*** Opening Supplied material ***
use chrono::{DateTime, Utc};
use serde::{Deserialize, Serialize};

/// Identifier of an unlock condition in the achievement catalog.
#[derive(Debug, Clone, Copy, Serialize, Deserialize, PartialEq, Eq, Hash, PartialOrd, Ord)]
#[serde(rename_all = "SCREAMING_SNAKE_CASE")]
pub enum AchievementKey {
    #[serde(rename = "LEVEL_5")]
    Level5,
    #[serde(rename = "LEVEL_10")]
    Level10,
    #[serde(rename = "LEVEL_20")]
    Level20,
    #[serde(rename = "LEVEL_50")]
    Level50,
    FirstHabit,
    FirstTodo,
    #[serde(rename = "STREAK_3_DAYS")]
    Streak3,
    #[serde(rename = "STREAK_7_DAYS")]
    Streak7,
    #[serde(rename = "STREAK_30_DAYS")]
    Streak30,
    #[serde(rename = "STREAK_100_DAYS")]
    Streak100,
    #[serde(rename = "COMPLETE_10_TASKS")]
    Complete10,
    #[serde(rename = "COMPLETE_50_TASKS")]
    Complete50,
    #[serde(rename = "COMPLETE_100_TASKS")]
    Complete100,
    #[serde(rename = "COMPLETE_500_TASKS")]
    Complete500,
    #[serde(rename = "CREATE_5_HABITS")]
    Create5Habits,
}

impl AchievementKey {
    pub fn as_str(&self) -> &'static str {
        match self {
            Self::Level5 => "LEVEL_5",
            Self::Level10 => "LEVEL_10",
            Self::Level20 => "LEVEL_20",
            Self::Level50 => "LEVEL_50",
            Self::FirstHabit => "FIRST_HABIT",
            Self::FirstTodo => "FIRST_TODO",
            Self::Streak3 => "STREAK_3_DAYS",
            Self::Streak7 => "STREAK_7_DAYS",
            Self::Streak30 => "STREAK_30_DAYS",
            Self::Streak100 => "STREAK_100_DAYS",
            Self::Complete10 => "COMPLETE_10_TASKS",
            Self::Complete50 => "COMPLETE_50_TASKS",
            Self::Complete100 => "COMPLETE_100_TASKS",
            Self::Complete500 => "COMPLETE_500_TASKS",
            Self::Create5Habits => "CREATE_5_HABITS",
        }
    }

    pub fn from_str(s: &str) -> Option<Self> {
        match s {
            "LEVEL_5" => Some(Self::Level5),
            "LEVEL_10" => Some(Self::Level10),
            "LEVEL_20" => Some(Self::Level20),
            "LEVEL_50" => Some(Self::Level50),
            "FIRST_HABIT" => Some(Self::FirstHabit),
            "FIRST_TODO" => Some(Self::FirstTodo),
            "STREAK_3_DAYS" => Some(Self::Streak3),
            "STREAK_7_DAYS" => Some(Self::Streak7),
            "STREAK_30_DAYS" => Some(Self::Streak30),
            "STREAK_100_DAYS" => Some(Self::Streak100),
            "COMPLETE_10_TASKS" => Some(Self::Complete10),
            "COMPLETE_50_TASKS" => Some(Self::Complete50),
            "COMPLETE_100_TASKS" => Some(Self::Complete100),
            "COMPLETE_500_TASKS" => Some(Self::Complete500),
            "CREATE_5_HABITS" => Some(Self::Create5Habits),
            _ => None,
        }
    }
}

/// A catalog entry describing an unlockable milestone.
#[derive(Debug, Clone, PartialEq, Eq, Serialize, Deserialize)]
pub struct Achievement {
    pub key: AchievementKey,
    pub name: String,
    pub description: String,
    pub icon: String,
    pub category: String,
}

/// An achievement a user has unlocked.
#[derive(Debug, Clone, Serialize, Deserialize)]
pub struct UserAchievement {
    #[serde(flatten)]
    pub achievement: Achievement,
    pub unlocked_at: DateTime<Utc>,
}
*** Closing Supplied material ***
Your task => Wherever the word "FirstHabit" turns up in a line of the entries above, copy that line.

Solved problem =>
    FirstHabit,
            Self::FirstHabit => "FIRST_HABIT",
            "FIRST_HABIT" => Some(Self::FirstHabit),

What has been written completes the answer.